Terrorismus CIA vernichtet Al-Qaida-Verhörbänder

In der Terror-Bekämpfung kennt die CIA keine Skrupel. Der US-Geheimdienst soll nach Informationen der New York Times Videos von Verhören mit Al-Qaida-Terroristen vernichtet haben, um ihre Agenten zu schützen.

Von Helena Kysela

Der US-Geheimdienst hat im Jahr 2005 Videobänder mit Verhören von mutmaßlichen Al-Qaida-Terroristen vernichtet. Bei diesen Befragungen sollen die Agenten auch harte Methoden angewandt haben. Diese Videos könnten den Mitarbeiter des Geheimdienstes rechtliche Problemen bereiten und wurden deswegen zerstört, meldet die New York Times unter Berufung auf CIA-Beamte.

CIA-Zentrale in Langley: Aus Angst vor Racheakten von al-Qaida wurden die Bänder vernichtet.

(Foto: Foto: dpa)

Die Videos stammen aus dem Jahr 2002 und sollen unter anderem das Verhör von dem hochrangigen Al-Qaida-Mitglied und Osama-Bin-Laden-Vertrauten Abu Subaidah zeigen, dem ersten Al-Qaida-Häftling in CIA-Gewahrsam überhaupt.

Laut New York Times erklärte CIA-Chef Michael Hayden seinen Mitarbeitern in einer Stellungnahme, dass die Bänder zerstört wurden, weil sie ein "Sicherheitsrisiko" für die Geheimagenten und ihre Familien darstellten.

Bei einer Veröffentlichung wurden Racheakte von al-Qaida und ihren Sympathisanten befürchtet. Die Entscheidung darüber sei "innerhalb der CIA" gefallen, außerdem hätten die Aufnahmen keinen Wert mehr für den Geheimdienst.

Der Vorgang wirft die Frage auf, ob der US-Geheimdienst Informationen zu den Methoden vorenthalten hat, auf die der Kongress, die Justiz und die Untersuchungskommission zu den Terroranschlägen vom 11. September 2001 Anspruch hatten.

Die Bänder wurden in November 2005 vernichtet, auf Anweisung des damaligen Leiters der Abteilung für Geheimoperationen Jose A. Rodriguez. Zuvor hatte das US-Justizministerium einem Bundesrichter zum Prozess von Al Zacarias Moussaoui mitgeteilt, die CIA besitze keine Videoaufzeichnungen von Verhören.

Diese Enthüllung wird die Debatte um die CIA-Verhörmethoden erneut anheizen. Das Repräsentantenhaus und der Senat haben sich gerade darauf geeinigt, umstrittene Foltermethoden wie das "Waterboarding", bei dem Ertrinken simuliert wird, oder den Einsatz von Hunden für alle US-Behörden, zu verbieten. Das Gesetz muss noch von beiden Häusern des Kongresses verabschiedet werden.

Tony Fratto, der Sprecher des Weißen Hauses hat laut Washington Post schon davor gewarnt, dass Präsident Bush bei ähnlichen Gesetzesinitiativen in der Vergangenheit mit einem Veto gedroht habe.

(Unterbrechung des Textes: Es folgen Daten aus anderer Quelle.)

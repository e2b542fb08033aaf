//! Codepad server binary

use anyhow::{Context, Result};
use codepad::CodepadConfig;
use codepad::TeamBackend;
use codepad::api::{ApiState, create_router};
use codepad::dispatch::Dispatcher;
use codepad::explain::ChatExplainer;
use codepad::normalize::Normalizer;
use codepad::sandbox::PistonSandbox;
use codepad::share::ChatWebhook;
use codepad::store::{FileStore, MemoryStore, WorkspaceStore};
use std::path::Path;
use std::sync::Arc;
use std::time::Duration;
use tracing::{info, warn, Level};
use tracing_subscriber::FmtSubscriber;

#[tokio::main]
async fn main() -> Result<()> {
    // Initialize logging
    let subscriber = FmtSubscriber::builder()
        .with_max_level(Level::DEBUG)
        .finish();
    tracing::subscriber::set_global_default(subscriber)?;

    info!("Starting codepad server v{}", env!("CARGO_PKG_VERSION"));

    // Load config from file, falling back to defaults
    let config_path = std::env::args()
        .nth(1)
        .unwrap_or_else(|| "codepad.toml".to_string());

    let config = if Path::new(&config_path).exists() {
        let contents = std::fs::read_to_string(&config_path)
            .with_context(|| format!("Failed to read config file: {}", config_path))?;
        CodepadConfig::from_toml(&contents)
            .with_context(|| format!("Failed to parse config file: {}", config_path))?
    } else {
        warn!(config_path = config_path, "Config file not found, using defaults");
        CodepadConfig::default()
    };

    let timeout = Duration::from_secs(config.sandbox.timeout_secs);
    let sandbox = PistonSandbox::with_base_url(&config.sandbox.base_url, timeout)
        .context("Failed to create sandbox client")?;
    info!(
        sandbox = "piston",
        base_url = config.sandbox.base_url,
        timeout_secs = config.sandbox.timeout_secs,
        "Configured sandbox"
    );

    let store: Arc<dyn WorkspaceStore> = match config.team.backend {
        TeamBackend::Memory => {
            info!("Team document kept in memory");
            Arc::new(MemoryStore::new())
        }
        TeamBackend::File => {
            info!(path = ?config.team.path, "Team document stored on disk");
            Arc::new(FileStore::new(&config.team.path))
        }
    };

    // Webhook URL from environment wins over the config file
    let webhook_url = std::env::var("CODEPAD_WEBHOOK_URL")
        .ok()
        .or_else(|| config.share.webhook_url.clone());
    if webhook_url.is_none() {
        warn!("No chat webhook configured (set CODEPAD_WEBHOOK_URL); /share will fail");
    }
    let webhook = ChatWebhook::new(webhook_url, config.share.max_chars, timeout)
        .context("Failed to create webhook client")?;

    // Explanation API key only from the environment
    let explain_key = std::env::var("CODEPAD_EXPLAIN_API_KEY")
        .ok()
        .or_else(|| std::env::var("GROQ_API_KEY").ok());
    let explainer = ChatExplainer::with_base_url(
        &config.explain.base_url,
        explain_key,
        &config.explain.model,
        Duration::from_secs(config.explain.timeout_secs),
    )
    .context("Failed to create explanation client")?;
    if !explainer.has_api_key() {
        warn!("No explanation API key (set CODEPAD_EXPLAIN_API_KEY); sending unauthenticated");
    }
    info!(
        base_url = %config.explain.base_url,
        model = %config.explain.model,
        "Configured code explanations"
    );

    let state = Arc::new(ApiState {
        normalizer: Normalizer::new(config.decode.sniff_fallback),
        dispatcher: Dispatcher::new(Arc::new(sandbox)),
        store,
        webhook,
        explainer: Arc::new(explainer),
    });

    // Check the sandbox once without holding up startup
    let checker = state.clone();
    tokio::spawn(async move {
        let health = checker.dispatcher.sandbox().health_check().await;
        if health.healthy {
            info!(latency_ms = ?health.latency_ms, "Sandbox reachable");
        } else {
            warn!(error = ?health.error, "Sandbox health check failed");
        }
    });

    let app = create_router(state);

    let listener = tokio::net::TcpListener::bind(&config.server.bind)
        .await
        .with_context(|| format!("Failed to bind {}", config.server.bind))?;
    info!("Listening on {}", config.server.bind);
    axum::serve(listener, app).await?;

    Ok(())
}
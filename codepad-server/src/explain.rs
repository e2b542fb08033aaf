//! Plain-language code explanations from an OpenAI-compatible chat API
//!
//! Configuration:
//! - base_url: chat completions API root (default: Groq's OpenAI endpoint)
//! - api_key: `CODEPAD_EXPLAIN_API_KEY`, else `GROQ_API_KEY`; optional for
//!   local proxies that do not check it
//! - model: model name understood by that API

use async_trait::async_trait;
use reqwest::Client;
use serde::{Deserialize, Serialize};
use std::time::{Duration, Instant};
use thiserror::Error;
use tracing::debug;

/// Groq's OpenAI-compatible endpoint
pub const DEFAULT_EXPLAIN_URL: &str = "https://api.groq.com/openai/v1";

/// Small, fast model; explanations do not need more
pub const DEFAULT_EXPLAIN_MODEL: &str = "llama-3.1-8b-instant";

/// Returned when the model answers without any text
pub const NO_EXPLANATION: &str = "No explanation returned.";

const TEMPERATURE: f32 = 0.4;

/// Errors from the explanation backend
#[derive(Error, Debug)]
pub enum ExplainError {
    #[error("HTTP request failed: {0}")]
    HttpError(#[from] reqwest::Error),

    #[error("Explanation service returned HTTP {status}")]
    Status { status: u16, body: String },
}

/// An explanation plus the backend's full reply
#[derive(Debug, Clone, PartialEq)]
pub struct Explanation {
    pub text: String,
    pub raw: serde_json::Value,
}

/// Something that can explain a snippet
#[async_trait]
pub trait Explainer: Send + Sync {
    fn name(&self) -> &str;

    fn model(&self) -> &str;

    async fn explain(&self, language: &str, code: &str) -> Result<Explanation, ExplainError>;
}

/// The prompt sent for a snippet
pub fn prompt(language: &str, code: &str) -> String {
    format!("Explain this {} code in simple steps:\n\n{}", language, code)
}

/// Client for `POST {base_url}/chat/completions`
pub struct ChatExplainer {
    client: Client,
    base_url: String,
    api_key: Option<String>,
    model: String,
}

impl ChatExplainer {
    pub fn with_base_url(
        base_url: impl Into<String>,
        api_key: Option<String>,
        model: impl Into<String>,
        timeout: Duration,
    ) -> Result<Self, ExplainError> {
        let base_url = base_url.into().trim_end_matches('/').to_string();
        Ok(Self {
            client: Client::builder().timeout(timeout).build()?,
            base_url,
            api_key: api_key.filter(|k| !k.is_empty()),
            model: model.into(),
        })
    }

    pub fn has_api_key(&self) -> bool {
        self.api_key.is_some()
    }
}

#[derive(Serialize)]
struct ChatRequest<'a> {
    model: &'a str,
    messages: Vec<ChatMessage>,
    temperature: f32,
}

#[derive(Serialize)]
struct ChatMessage {
    role: &'static str,
    content: String,
}

#[derive(Deserialize)]
struct ChatResponse {
    #[serde(default)]
    choices: Vec<ChatChoice>,
}

#[derive(Deserialize)]
struct ChatChoice {
    message: ChatMessageResponse,
}

#[derive(Deserialize)]
struct ChatMessageResponse {
    #[serde(default)]
    content: Option<String>,
}

/// First choice's text, if the reply has any
fn first_choice(raw: &serde_json::Value) -> Option<String> {
    let parsed: ChatResponse = serde_json::from_value(raw.clone()).ok()?;
    parsed
        .choices
        .into_iter()
        .next()
        .and_then(|c| c.message.content)
        .filter(|text| !text.trim().is_empty())
}

#[async_trait]
impl Explainer for ChatExplainer {
    fn name(&self) -> &str {
        "chat-completions"
    }

    fn model(&self) -> &str {
        &self.model
    }

    async fn explain(&self, language: &str, code: &str) -> Result<Explanation, ExplainError> {
        let url = format!("{}/chat/completions", self.base_url);
        let request = ChatRequest {
            model: &self.model,
            messages: vec![ChatMessage {
                role: "user",
                content: prompt(language, code),
            }],
            temperature: TEMPERATURE,
        };

        let start = Instant::now();
        let mut builder = self.client.post(&url).json(&request);
        if let Some(key) = &self.api_key {
            builder = builder.bearer_auth(key);
        }
        let response = builder.send().await?;

        if !response.status().is_success() {
            let status = response.status().as_u16();
            let body = response.text().await.unwrap_or_default();
            return Err(ExplainError::Status { status, body });
        }

        let raw: serde_json::Value = response.json().await?;
        debug!(
            model = %self.model,
            duration_ms = start.elapsed().as_millis() as u64,
            "Explanation received"
        );

        Ok(Explanation {
            text: first_choice(&raw).unwrap_or_else(|| NO_EXPLANATION.to_string()),
            raw,
        })
    }
}
//! Piston sandbox implementation
//!
//! Talks to a Piston-compatible execution API (`POST /execute`,
//! `GET /runtimes`). The public instance lives at
//! `https://emkc.org/api/v2/piston`.

use super::{HealthStatus, Sandbox, SandboxError, SandboxRequest, SandboxResponse};
use async_trait::async_trait;
use reqwest::Client;
use std::time::{Duration, Instant};
use tracing::debug;

/// Public Piston endpoint
pub const DEFAULT_PISTON_URL: &str = "https://emkc.org/api/v2/piston";

/// Piston sandbox client
pub struct PistonSandbox {
    client: Client,
    base_url: String,
}

impl PistonSandbox {
    /// Create a client for the public Piston instance
    pub fn new(timeout: Duration) -> Result<Self, SandboxError> {
        Self::with_base_url(DEFAULT_PISTON_URL, timeout)
    }

    /// Create with a custom base URL
    pub fn with_base_url(
        base_url: impl Into<String>,
        timeout: Duration,
    ) -> Result<Self, SandboxError> {
        let base_url = base_url.into().trim_end_matches('/').to_string();
        Ok(Self {
            client: Client::builder().timeout(timeout).build()?,
            base_url,
        })
    }

    pub fn base_url(&self) -> &str {
        &self.base_url
    }
}

fn classify(err: reqwest::Error) -> SandboxError {
    if err.is_timeout() {
        SandboxError::Timeout
    } else {
        SandboxError::HttpError(err)
    }
}

#[async_trait]
impl Sandbox for PistonSandbox {
    fn name(&self) -> &str {
        "piston"
    }

    async fn execute(&self, request: &SandboxRequest) -> Result<SandboxResponse, SandboxError> {
        let url = format!("{}/execute", self.base_url);
        let start = Instant::now();

        let response = self
            .client
            .post(&url)
            .json(request)
            .send()
            .await
            .map_err(classify)?;

        if !response.status().is_success() {
            let status = response.status().as_u16();
            let body = response.text().await.unwrap_or_default();
            return Err(SandboxError::Status { status, body });
        }

        let parsed: SandboxResponse = response.json().await.map_err(classify)?;
        debug!(
            runtime = request.language,
            duration_ms = start.elapsed().as_millis() as u64,
            "Sandbox run finished"
        );
        Ok(parsed)
    }

    async fn health_check(&self) -> HealthStatus {
        let url = format!("{}/runtimes", self.base_url);
        let start = Instant::now();

        let outcome = self.client.get(&url).send().await;
        let latency_ms = start.elapsed().as_millis() as u64;
        let error = match outcome {
            Ok(response) if response.status().is_success() => None,
            Ok(response) => Some(format!("HTTP {}", response.status())),
            Err(e) => Some(e.to_string()),
        };

        HealthStatus {
            healthy: error.is_none(),
            latency_ms: Some(latency_ms),
            error,
        }
    }
}
//! Team document persisted as a JSON file

use super::{StoreError, WorkspaceDocument, WorkspaceStore};
use async_trait::async_trait;
use std::path::{Path, PathBuf};
use tokio::sync::Mutex;
use tracing::debug;

/// Team document stored in a JSON file.
///
/// A save writes a sibling temp file and renames it over the target, so
/// readers see either the old or the new document, never a mix.
pub struct FileStore {
    path: PathBuf,
    write_lock: Mutex<()>,
}

impl FileStore {
    pub fn new(path: impl Into<PathBuf>) -> Self {
        Self {
            path: path.into(),
            write_lock: Mutex::new(()),
        }
    }

    pub fn path(&self) -> &Path {
        &self.path
    }

    fn temp_path(&self) -> PathBuf {
        let mut name = self.path.file_name().unwrap_or_default().to_os_string();
        name.push(".tmp");
        self.path.with_file_name(name)
    }

    async fn write(&self, doc: &WorkspaceDocument) -> Result<(), StoreError> {
        let _guard = self.write_lock.lock().await;

        if let Some(parent) = self.path.parent()
            && !parent.as_os_str().is_empty()
        {
            tokio::fs::create_dir_all(parent).await?;
        }

        let json = serde_json::to_string_pretty(doc)?;
        let temp = self.temp_path();
        tokio::fs::write(&temp, json).await?;
        tokio::fs::rename(&temp, &self.path).await?;
        debug!(path = ?self.path, "Team document written");
        Ok(())
    }
}

#[async_trait]
impl WorkspaceStore for FileStore {
    async fn get(&self) -> Result<WorkspaceDocument, StoreError> {
        match tokio::fs::read_to_string(&self.path).await {
            Ok(raw) => Ok(serde_json::from_str(&raw)?),
            Err(e) if e.kind() == std::io::ErrorKind::NotFound => Ok(WorkspaceDocument::default()),
            Err(e) => Err(e.into()),
        }
    }

    async fn set(&self, doc: WorkspaceDocument) -> Result<(), StoreError> {
        self.write(&doc).await
    }

    async fn reset(&self) -> Result<(), StoreError> {
        self.write(&WorkspaceDocument::default()).await
    }
}
//! REST API for the codepad editor

use crate::dispatch::{DispatchError, Dispatcher};
use crate::explain::{ExplainError, Explainer};
use crate::normalize::{CodeEncoding, Normalizer, ValidationError};
use crate::share::{ChatWebhook, ShareError, ShareKind};
use crate::store::{StoreError, TeamSave, WorkspaceDocument, WorkspaceStore};
use axum::{
    Json, Router,
    extract::{State, rejection::JsonRejection},
    http::StatusCode,
    response::{IntoResponse, Response},
    routing::{get, post},
};
use serde::{Deserialize, Serialize};
use std::any::Any;
use std::sync::Arc;
use tower_http::catch_panic::CatchPanicLayer;
use tower_http::cors::CorsLayer;
use tower_http::trace::TraceLayer;
use tracing::{error, warn};

/// API state
pub struct ApiState {
    pub normalizer: Normalizer,
    pub dispatcher: Dispatcher,
    pub store: Arc<dyn WorkspaceStore>,
    pub webhook: ChatWebhook,
    pub explainer: Arc<dyn Explainer>,
}

/// Request to run code
#[derive(Debug, Deserialize)]
pub struct ExecuteRequest {
    /// Language label: python, javascript, java, c, c++
    #[serde(default)]
    pub language: Option<String>,
    /// Source text, possibly urlencoded
    #[serde(default)]
    pub code: Option<String>,
    /// How `code` is encoded; omitted means "guess" for legacy clients
    #[serde(default)]
    pub encoding: Option<CodeEncoding>,
}

/// Response from a run
#[derive(Debug, Serialize, Deserialize)]
pub struct ExecuteResponse {
    /// Merged stdout/stderr for display
    pub output: String,
    /// The sandbox's raw `run` object
    pub raw: serde_json::Value,
}

/// Request to share to chat
#[derive(Debug, Deserialize)]
pub struct ShareRequest {
    #[serde(rename = "type")]
    pub kind: String,
    #[serde(default)]
    pub code: String,
    #[serde(default)]
    pub language: String,
    #[serde(default)]
    pub output: String,
}

/// Request to explain code
#[derive(Debug, Deserialize)]
pub struct ExplainRequest {
    #[serde(default)]
    pub language: Option<String>,
    #[serde(default)]
    pub code: Option<String>,
}

/// Explanation plus the model's raw reply
#[derive(Debug, Serialize, Deserialize)]
pub struct ExplainResponse {
    pub explanation: String,
    pub raw: serde_json::Value,
}

/// Health check response
#[derive(Debug, Serialize)]
pub struct HealthResponse {
    pub status: String,
    pub version: String,
    pub sandbox: String,
    pub webhook_configured: bool,
    pub explain_model: String,
}

/// Uniform error body: `{"error": "...", "details": "..."}`
#[derive(Debug)]
pub struct ApiError {
    status: StatusCode,
    message: String,
    details: Option<String>,
}

#[derive(Serialize)]
struct ErrorBody {
    error: String,
    #[serde(skip_serializing_if = "Option::is_none")]
    details: Option<String>,
}

impl ApiError {
    pub fn new(status: StatusCode, message: impl Into<String>) -> Self {
        Self {
            status,
            message: message.into(),
            details: None,
        }
    }

    pub fn internal(message: impl Into<String>) -> Self {
        Self::new(StatusCode::INTERNAL_SERVER_ERROR, message)
    }

    fn with_details(mut self, details: String) -> Self {
        self.details = Some(details);
        self
    }
}

impl IntoResponse for ApiError {
    fn into_response(self) -> Response {
        let body = ErrorBody {
            error: self.message,
            details: self.details,
        };
        (self.status, Json(body)).into_response()
    }
}

impl From<JsonRejection> for ApiError {
    fn from(rejection: JsonRejection) -> Self {
        ApiError::new(StatusCode::BAD_REQUEST, rejection.body_text())
    }
}

impl From<ValidationError> for ApiError {
    fn from(err: ValidationError) -> Self {
        ApiError::new(StatusCode::BAD_REQUEST, err.to_string())
    }
}

impl From<DispatchError> for ApiError {
    fn from(err: DispatchError) -> Self {
        warn!(error = %err, "Execution failed");
        ApiError::internal(err.to_string())
    }
}

impl From<StoreError> for ApiError {
    fn from(err: StoreError) -> Self {
        error!(error = %err, "Team store failed");
        ApiError::internal(err.to_string())
    }
}

impl From<ShareError> for ApiError {
    fn from(err: ShareError) -> Self {
        let message = err.to_string();
        match err {
            ShareError::InvalidType(_) => ApiError::new(StatusCode::BAD_REQUEST, message),
            ShareError::Rejected { body, .. } => {
                warn!(error = %message, "Webhook rejected message");
                ApiError::new(StatusCode::BAD_GATEWAY, message).with_details(body)
            }
            _ => ApiError::internal(message),
        }
    }
}

impl From<ExplainError> for ApiError {
    fn from(err: ExplainError) -> Self {
        let message = err.to_string();
        warn!(error = %message, "Explanation failed");
        match err {
            ExplainError::Status { body, .. } => {
                ApiError::new(StatusCode::BAD_GATEWAY, message).with_details(body)
            }
            ExplainError::HttpError(_) => ApiError::new(StatusCode::BAD_GATEWAY, message),
        }
    }
}

fn panic_response(panic: Box<dyn Any + Send + 'static>) -> Response {
    let message = if let Some(s) = panic.downcast_ref::<String>() {
        s.clone()
    } else if let Some(s) = panic.downcast_ref::<&str>() {
        s.to_string()
    } else {
        "internal error".to_string()
    };
    error!(panic = %message, "Handler panicked");
    ApiError::internal(message).into_response()
}

/// Create the API router
pub fn create_router(state: Arc<ApiState>) -> Router {
    Router::new()
        .route("/health", get(health_check))
        .route("/execute", post(execute))
        .route(
            "/team-workspace",
            get(get_team).post(save_team).delete(delete_team),
        )
        .route("/share", post(share))
        .route("/explain", post(explain))
        .layer(CatchPanicLayer::custom(panic_response))
        .layer(CorsLayer::permissive())
        .layer(TraceLayer::new_for_http())
        .with_state(state)
}

/// Health check endpoint
async fn health_check(State(state): State<Arc<ApiState>>) -> Json<HealthResponse> {
    Json(HealthResponse {
        status: "healthy".to_string(),
        version: env!("CARGO_PKG_VERSION").to_string(),
        sandbox: state.dispatcher.sandbox().name().to_string(),
        webhook_configured: state.webhook.is_configured(),
        explain_model: state.explainer.model().to_string(),
    })
}

/// Normalize and run code
async fn execute(
    State(state): State<Arc<ApiState>>,
    body: Result<Json<ExecuteRequest>, JsonRejection>,
) -> Result<Json<ExecuteResponse>, ApiError> {
    let Json(request) = body?;
    let normalized = state.normalizer.normalize(
        request.language.as_deref(),
        request.code.as_deref(),
        request.encoding,
    )?;

    let result = state.dispatcher.execute(&normalized).await?;
    Ok(Json(ExecuteResponse {
        output: result.display_output,
        raw: result.raw,
    }))
}

/// Current team document (the default if never saved)
async fn get_team(
    State(state): State<Arc<ApiState>>,
) -> Result<Json<WorkspaceDocument>, ApiError> {
    Ok(Json(state.store.get().await?))
}

/// Overwrite the team document
async fn save_team(
    State(state): State<Arc<ApiState>>,
    body: Result<Json<TeamSave>, JsonRejection>,
) -> Result<Json<serde_json::Value>, ApiError> {
    let Json(save) = body?;
    state.store.set(save.into()).await?;
    Ok(Json(serde_json::json!({ "saved": true })))
}

/// Reset the team document to its default
async fn delete_team(
    State(state): State<Arc<ApiState>>,
) -> Result<Json<serde_json::Value>, ApiError> {
    state.store.reset().await?;
    Ok(Json(serde_json::json!({ "deleted": true })))
}

/// Post code and/or output to the chat webhook
async fn share(
    State(state): State<Arc<ApiState>>,
    body: Result<Json<ShareRequest>, JsonRejection>,
) -> Result<Json<serde_json::Value>, ApiError> {
    let Json(request) = body?;
    let kind = ShareKind::from_label(&request.kind)?;
    let reply = state
        .webhook
        .share(kind, &request.language, &request.code, &request.output)
        .await?;
    Ok(Json(serde_json::json!({ "success": true, "reply": reply })))
}

/// Ask the model to explain a snippet
async fn explain(
    State(state): State<Arc<ApiState>>,
    body: Result<Json<ExplainRequest>, JsonRejection>,
) -> Result<Json<ExplainResponse>, ApiError> {
    let Json(request) = body?;
    let language = required(request.language.as_deref(), "language")?;
    let code = required(request.code.as_deref(), "code")?;

    let explanation = state.explainer.explain(language, code).await?;
    Ok(Json(ExplainResponse {
        explanation: explanation.text,
        raw: explanation.raw,
    }))
}

fn required<'a>(value: Option<&'a str>, field: &'static str) -> Result<&'a str, ValidationError> {
    value
        .filter(|v| !v.trim().is_empty())
        .ok_or(ValidationError::MissingField(field))
}
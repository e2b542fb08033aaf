//! Codepad - execution dispatch and team workspace reconciliation
//!
//! This crate provides:
//! - Normalization of `{language, code}` submissions into sandbox requests
//! - Dispatch to a Piston-compatible execution sandbox
//! - A shared, last-write-wins team document with memory, file and HTTP stores
//! - The editor session state machine that guards unsaved work
//! - Chat webhook sharing, LLM code explanations, and the REST API tying it together

pub mod api;
pub mod dispatch;
pub mod explain;
pub mod language;
pub mod normalize;
pub mod sandbox;
pub mod share;
pub mod store;
pub mod workspace;

pub use dispatch::{DispatchError, Dispatcher, ExecutionResult};
pub use language::Language;
pub use normalize::{CodeEncoding, ExecutionRequest, Normalizer, ValidationError};
pub use store::{WorkspaceDocument, WorkspaceStore};
pub use workspace::{EditorSession, Mode, Reconciler};

use serde::Deserialize;
use std::path::PathBuf;

/// Configuration for the codepad server
#[derive(Debug, Clone, Default, Deserialize)]
pub struct CodepadConfig {
    #[serde(default)]
    pub server: ServerConfig,

    #[serde(default)]
    pub sandbox: SandboxConfig,

    #[serde(default)]
    pub decode: DecodeConfig,

    #[serde(default)]
    pub team: TeamConfig,

    #[serde(default)]
    pub share: ShareConfig,

    #[serde(default)]
    pub explain: ExplainConfig,
}

impl CodepadConfig {
    pub fn from_toml(contents: &str) -> Result<Self, toml::de::Error> {
        toml::from_str(contents)
    }
}

/// HTTP listener settings
#[derive(Debug, Clone, Deserialize)]
pub struct ServerConfig {
    /// Address to listen on
    #[serde(default = "default_bind")]
    pub bind: String,
}

impl Default for ServerConfig {
    fn default() -> Self {
        Self {
            bind: default_bind(),
        }
    }
}

fn default_bind() -> String { "0.0.0.0:8080".to_string() }

/// Execution sandbox settings
#[derive(Debug, Clone, Deserialize)]
pub struct SandboxConfig {
    /// Base URL of the Piston API
    #[serde(default = "default_sandbox_url")]
    pub base_url: String,

    /// Upper bound on a single run, in seconds
    #[serde(default = "default_timeout_secs")]
    pub timeout_secs: u64,
}

impl Default for SandboxConfig {
    fn default() -> Self {
        Self {
            base_url: default_sandbox_url(),
            timeout_secs: default_timeout_secs(),
        }
    }
}

fn default_sandbox_url() -> String { sandbox::DEFAULT_PISTON_URL.to_string() }
fn default_timeout_secs() -> u64 { 20 }

/// How submitted code without an explicit encoding is treated
#[derive(Debug, Clone, Deserialize)]
pub struct DecodeConfig {
    /// Sniff for urlencoding when the client does not say (legacy clients)
    #[serde(default = "default_sniff_fallback")]
    pub sniff_fallback: bool,
}

impl Default for DecodeConfig {
    fn default() -> Self {
        Self {
            sniff_fallback: default_sniff_fallback(),
        }
    }
}

fn default_sniff_fallback() -> bool { true }

/// Where the team document lives
#[derive(Debug, Clone, Copy, PartialEq, Eq, Default, Deserialize)]
#[serde(rename_all = "lowercase")]
pub enum TeamBackend {
    #[default]
    Memory,
    File,
}

/// Team document storage settings
#[derive(Debug, Clone, Deserialize)]
pub struct TeamConfig {
    #[serde(default)]
    pub backend: TeamBackend,

    /// JSON file used by the `file` backend
    #[serde(default = "default_team_path")]
    pub path: PathBuf,
}

impl Default for TeamConfig {
    fn default() -> Self {
        Self {
            backend: TeamBackend::default(),
            path: default_team_path(),
        }
    }
}

fn default_team_path() -> PathBuf { PathBuf::from("data/team-workspace.json") }

/// Chat webhook settings
#[derive(Debug, Clone, Deserialize)]
pub struct ShareConfig {
    /// Incoming-webhook URL; `CODEPAD_WEBHOOK_URL` takes precedence
    #[serde(default)]
    pub webhook_url: Option<String>,

    /// Longest message sent, in characters
    #[serde(default = "default_max_chars")]
    pub max_chars: usize,
}

impl Default for ShareConfig {
    fn default() -> Self {
        Self {
            webhook_url: None,
            max_chars: default_max_chars(),
        }
    }
}

fn default_max_chars() -> usize { share::DEFAULT_MAX_CHARS }

/// Code explanation settings. The API key only comes from the environment.
#[derive(Debug, Clone, Deserialize)]
pub struct ExplainConfig {
    /// OpenAI-compatible API root
    #[serde(default = "default_explain_url")]
    pub base_url: String,

    #[serde(default = "default_explain_model")]
    pub model: String,

    #[serde(default = "default_explain_timeout_secs")]
    pub timeout_secs: u64,
}

impl Default for ExplainConfig {
    fn default() -> Self {
        Self {
            base_url: default_explain_url(),
            model: default_explain_model(),
            timeout_secs: default_explain_timeout_secs(),
        }
    }
}

fn default_explain_url() -> String { explain::DEFAULT_EXPLAIN_URL.to_string() }
fn default_explain_model() -> String { explain::DEFAULT_EXPLAIN_MODEL.to_string() }
fn default_explain_timeout_secs() -> u64 { 60 }

#[cfg(test)]
mod tests {
    use super::*;

    #[test]
    fn test_empty_config_uses_defaults() {
        let config = CodepadConfig::from_toml("").unwrap();
        assert_eq!(config.server.bind, "0.0.0.0:8080");
        assert_eq!(config.sandbox.base_url, "https://emkc.org/api/v2/piston");
        assert_eq!(config.sandbox.timeout_secs, 20);
        assert!(config.decode.sniff_fallback);
        assert_eq!(config.team.backend, TeamBackend::Memory);
        assert_eq!(config.share.max_chars, 4800);
        assert!(config.share.webhook_url.is_none());
        assert_eq!(config.explain.base_url, "https://api.groq.com/openai/v1");
        assert_eq!(config.explain.model, "llama-3.1-8b-instant");
        assert_eq!(config.explain.timeout_secs, 60);
    }

    #[test]
    fn test_partial_config() {
        let config = CodepadConfig::from_toml(
            r#"
            [sandbox]
            base_url = "http://piston:2000/api/v2"
            timeout_secs = 5

            [decode]
            sniff_fallback = false

            [team]
            backend = "file"
            path = "/var/lib/codepad/team.json"

            [explain]
            base_url = "http://localhost:4000"
            model = "coding-best"
            "#,
        )
        .unwrap();
        assert_eq!(config.sandbox.base_url, "http://piston:2000/api/v2");
        assert_eq!(config.sandbox.timeout_secs, 5);
        assert!(!config.decode.sniff_fallback);
        assert_eq!(config.team.backend, TeamBackend::File);
        assert_eq!(config.team.path, PathBuf::from("/var/lib/codepad/team.json"));
        assert_eq!(config.server.bind, "0.0.0.0:8080");
        assert_eq!(config.explain.base_url, "http://localhost:4000");
        assert_eq!(config.explain.model, "coding-best");
        assert_eq!(config.explain.timeout_secs, 60);
    }

    #[test]
    fn test_unknown_backend_rejected() {
        assert!(CodepadConfig::from_toml("[team]\nbackend = \"redis\"").is_err());
    }
}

Der genaue Inhalt der gelöschten Videos ist unklar. Laut Washington Post haben vertraute Regierungsvertreter erklärt, dass es sich bei den Aufnahmen um eine "raue Befragung" von mehreren Stunden beider Häftlinge handele. In der Vergangenheit wurde mehrfach berichtet, dass Geheimagenten bei der Befragung von Subaidah keine sanfte Methoden benutzt hätten.

Das Verhörprgramm für die Befragung von Terrorverdächtigen wurde im März 2002 nach der Verhaftung von Abu Subaidah eingeführt. Bei seiner Festnahme erlitt der Al-Qaida-Vertraute eine schwere Schussverletzung. Laut Hayden wurde der Häftling später aufsässig und ausweichend, wodurch die Entscheidung für härtere Methoden getroffen wurde. Die Verhöre wurden seit 2002 auch nicht mehr gefilmt.